As you can see, while the overall spend for the budget items went up 26% in real dollars, the increase for the more premium products went up by only 16% -- and most of that was due to a thousand dollar jump in the price of a single desk.
Price increases by product category
Of the 34 products I priced out in March and again in August, about half were what you'd call traditional tech gear (i.e., monitors, keyboards, mics, etc) and about half were what you'd call traditional office gear (desk, chair, etc).
Here's how those two categories fared when compared against each other across the 34 sample items.
As you can see, even though the total spend was almost the same, the tech gear went up only 8%. It's the office gear that got the biggest boom, a whopping 25% increase from March to August.
One thing I noticed was that while some tech products didn't go up in price, monitors seemed to have a big surge, as did printers. This makes sense as people move from just dabbling with work stuff at home to spending a full work day in front of a screen at home.
As you can see, the monitors we looked at went up 17%, while the printers increased by 13%.
Price increases like this are scary. If we're seeing 10-20% price increases across the board in just a few months -- from food to office furniture to tech gear - what will life be like in a year or two?
The good news is we're not in hyper-inflation. Hyper-inflation is defined as super-rapid inflation, usually of 50% or more per month. But the news is far from good.
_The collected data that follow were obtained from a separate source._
/// Middleware modules for the API server
///
/// - Security headers
/// - JWT authentication lives in `controly_shared::auth::middleware`

pub mod security;
/// Company model and database operations
///
/// Companies are the counted resource of the `CONTACTS` module. Every query is
/// scoped by `business_account_id`, so one account can never read or modify
/// another account's companies.
///
/// # Schema
///
/// ```sql
/// CREATE TABLE companies (
///     id UUID PRIMARY KEY DEFAULT gen_random_uuid(),
///     business_account_id UUID NOT NULL REFERENCES business_accounts(id),
///     name VARCHAR(255) NOT NULL,
///     email VARCHAR(255),
///     phone VARCHAR(50),
///     website VARCHAR(512),
///     industry VARCHAR(100),
///     address TEXT,
///     notes TEXT,
///     created_by UUID REFERENCES users(id) ON DELETE SET NULL,
///     created_at TIMESTAMPTZ NOT NULL DEFAULT NOW(),
///     updated_at TIMESTAMPTZ NOT NULL DEFAULT NOW(),
///     deleted_at TIMESTAMPTZ
/// );
/// ```

use chrono::{DateTime, Utc};
use serde::{Deserialize, Serialize};
use sqlx::PgExecutor;
use uuid::Uuid;

const COMPANY_COLUMNS: &str = "id, business_account_id, name, email, phone, website, industry, \
                               address, notes, created_by, created_at, updated_at, deleted_at";

/// Company record
#[derive(Debug, Clone, Serialize, Deserialize, sqlx::FromRow)]
#[serde(rename_all = "camelCase")]
pub struct Company {
    pub id: Uuid,
    pub business_account_id: Uuid,
    pub name: String,
    pub email: Option<String>,
    pub phone: Option<String>,
    pub website: Option<String>,
    pub industry: Option<String>,
    pub address: Option<String>,
    pub notes: Option<String>,

    /// User who created the record
    pub created_by: Option<Uuid>,

    pub created_at: DateTime<Utc>,
    pub updated_at: DateTime<Utc>,

    #[serde(skip_serializing_if = "Option::is_none")]
    pub deleted_at: Option<DateTime<Utc>>,
}

/// Input for creating a company
#[derive(Debug, Clone, Default, Serialize, Deserialize)]
pub struct CreateCompany {
    pub name: String,
    pub email: Option<String>,
    pub phone: Option<String>,
    pub website: Option<String>,
    pub industry: Option<String>,
    pub address: Option<String>,
    pub notes: Option<String>,
}

/// Input for updating a company; `None` fields are left untouched
#[derive(Debug, Clone, Default, Serialize, Deserialize)]
pub struct UpdateCompany {
    pub name: Option<String>,
    pub email: Option<String>,
    pub phone: Option<String>,
    pub website: Option<String>,
    pub industry: Option<String>,
    pub address: Option<String>,
    pub notes: Option<String>,
}

impl Company {
    pub async fn create<'e, E>(
        executor: E,
        account_id: Uuid,
        created_by: Uuid,
        data: CreateCompany,
    ) -> Result<Self, sqlx::Error>
    where
        E: PgExecutor<'e>,
    {
        sqlx::query_as::<_, Company>(&format!(
            r#"
            INSERT INTO companies (business_account_id, name, email, phone, website,
                                   industry, address, notes, created_by)
            VALUES ($1, $2, $3, $4, $5, $6, $7, $8, $9)
            RETURNING {COMPANY_COLUMNS}
            "#
        ))
        .bind(account_id)
        .bind(data.name)
        .bind(data.email)
        .bind(data.phone)
        .bind(data.website)
        .bind(data.industry)
        .bind(data.address)
        .bind(data.notes)
        .bind(created_by)
        .fetch_one(executor)
        .await
    }

    pub async fn find_by_id<'e, E>(
        executor: E,
        account_id: Uuid,
        id: Uuid,
    ) -> Result<Option<Self>, sqlx::Error>
    where
        E: PgExecutor<'e>,
    {
        sqlx::query_as::<_, Company>(&format!(
            "SELECT {COMPANY_COLUMNS} FROM companies \
             WHERE id = $1 AND business_account_id = $2 AND deleted_at IS NULL"
        ))
        .bind(id)
        .bind(account_id)
        .fetch_optional(executor)
        .await
    }

    /// Lists companies of an account by name, with pagination
    pub async fn list_by_account<'e, E>(
        executor: E,
        account_id: Uuid,
        limit: i64,
        offset: i64,
    ) -> Result<Vec<Self>, sqlx::Error>
    where
        E: PgExecutor<'e>,
    {
        sqlx::query_as::<_, Company>(&format!(
            r#"
            SELECT {COMPANY_COLUMNS}
            FROM companies
            WHERE business_account_id = $1 AND deleted_at IS NULL
            ORDER BY name ASC, created_at ASC
            LIMIT $2 OFFSET $3
            "#
        ))
        .bind(account_id)
        .bind(limit)
        .bind(offset)
        .fetch_all(executor)
        .await
    }

    pub async fn update<'e, E>(
        executor: E,
        account_id: Uuid,
        id: Uuid,
        data: UpdateCompany,
    ) -> Result<Option<Self>, sqlx::Error>
    where
        E: PgExecutor<'e>,
    {
        sqlx::query_as::<_, Company>(&format!(
            r#"
            UPDATE companies SET
                name = COALESCE($3, name),
                email = COALESCE($4, email),
                phone = COALESCE($5, phone),
                website = COALESCE($6, website),
                industry = COALESCE($7, industry),
                address = COALESCE($8, address),
                notes = COALESCE($9, notes),
                updated_at = NOW()
            WHERE id = $1 AND business_account_id = $2 AND deleted_at IS NULL
            RETURNING {COMPANY_COLUMNS}
            "#
        ))
        .bind(id)
        .bind(account_id)
        .bind(data.name)
        .bind(data.email)
        .bind(data.phone)
        .bind(data.website)
        .bind(data.industry)
        .bind(data.address)
        .bind(data.notes)
        .fetch_optional(executor)
        .await
    }

    /// Soft-deletes a company; freed slots count toward the plan limit again
    pub async fn soft_delete<'e, E>(executor: E, account_id: Uuid, id: Uuid) -> Result<bool, sqlx::Error>
    where
        E: PgExecutor<'e>,
    {
        let result = sqlx::query(
            "UPDATE companies SET deleted_at = NOW(), updated_at = NOW() \
             WHERE id = $1 AND business_account_id = $2 AND deleted_at IS NULL",
        )
        .bind(id)
        .bind(account_id)
        .execute(executor)
        .await?;

        Ok(result.rows_affected() > 0)
    }

    /// Live company count of an account (`CONTACTS` module resource count)
    pub async fn count_by_account<'e, E>(executor: E, account_id: Uuid) -> Result<i64, sqlx::Error>
    where
        E: PgExecutor<'e>,
    {
        sqlx::query_scalar(
            "SELECT COUNT(*) FROM companies WHERE business_account_id = $1 AND deleted_at IS NULL",
        )
        .bind(account_id)
        .fetch_one(executor)
        .await
    }
}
At this rate, we could well expect to see all goods costing double what they did before the pandemic in just a year or two.
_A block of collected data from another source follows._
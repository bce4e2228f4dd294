/// Role checks on the authenticated actor
///
/// Role gates are separate from plan entitlements: a `USER` may be allowed by
/// the plan to create companies but still not be allowed to invite users or
/// change the plan. These helpers answer "who may do this"; the entitlement
/// service answers "does the plan allow it".
///
/// # Role Hierarchy
///
/// `SUPER_ADMIN` > `BUSINESS_ADMIN` > `USER`
///
/// # Example
///
/// ```
/// use controly_shared::auth::authorization::{require_account, require_role};
/// use controly_shared::auth::middleware::AuthContext;
/// use controly_shared::models::user::UserRole;
/// use uuid::Uuid;
///
/// let auth = AuthContext {
///     user_id: Uuid::new_v4(),
///     role: Some(UserRole::User),
///     business_account_id: Some(Uuid::new_v4()),
/// };
///
/// assert!(require_account(&auth).is_ok());
/// assert!(require_role(&auth, UserRole::BusinessAdmin).is_err());
/// ```

use uuid::Uuid;

use super::middleware::AuthContext;
use crate::models::user::UserRole;

/// Error type for authorization checks
#[derive(Debug, thiserror::Error)]
pub enum AuthzError {
    /// Actor isn't attached to a business account
    #[error("No business account associated with this user")]
    NoAccount,

    /// Token carries no role
    #[error("No role associated with this user")]
    MissingRole,

    #[error("Insufficient permissions: requires {}, has {}", .required.as_str(), .actual.as_str())]
    InsufficientRole { required: UserRole, actual: UserRole },
}

/// Returns the actor's business account
pub fn require_account(auth: &AuthContext) -> Result<Uuid, AuthzError> {
    auth.business_account_id.ok_or(AuthzError::NoAccount)
}

/// Requires the actor's role to be at least `required`
pub fn require_role(auth: &AuthContext, required: UserRole) -> Result<(), AuthzError> {
    let actual = auth.role.ok_or(AuthzError::MissingRole)?;

    if !actual.has_permission(&required) {
        return Err(AuthzError::InsufficientRole { required, actual });
    }

    Ok(())
}

/// Requires a platform operator
pub fn require_super_admin(auth: &AuthContext) -> Result<(), AuthzError> {
    require_role(auth, UserRole::SuperAdmin)
}

/// Requires an administrator of a business account; returns the account
pub fn require_account_admin(auth: &AuthContext) -> Result<Uuid, AuthzError> {
    require_role(auth, UserRole::BusinessAdmin)?;
    require_account(auth)
}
With so many out of work and so many more under-employed, inflation (even if it's not hyper) is going to be difficult to take. And, of course, as we all tighten our belts, we'll be contributing less and less to the economy, which will continue to feel the pain.
So, is there a light at the end of the tunnel? I like to think of myself as something of an optimist (no, really, I do!), but I don't know. As the great oracle, the Magic 8-Ball says, "Cannot predict now." Check back with me in a year or two and I might have a better answer for you.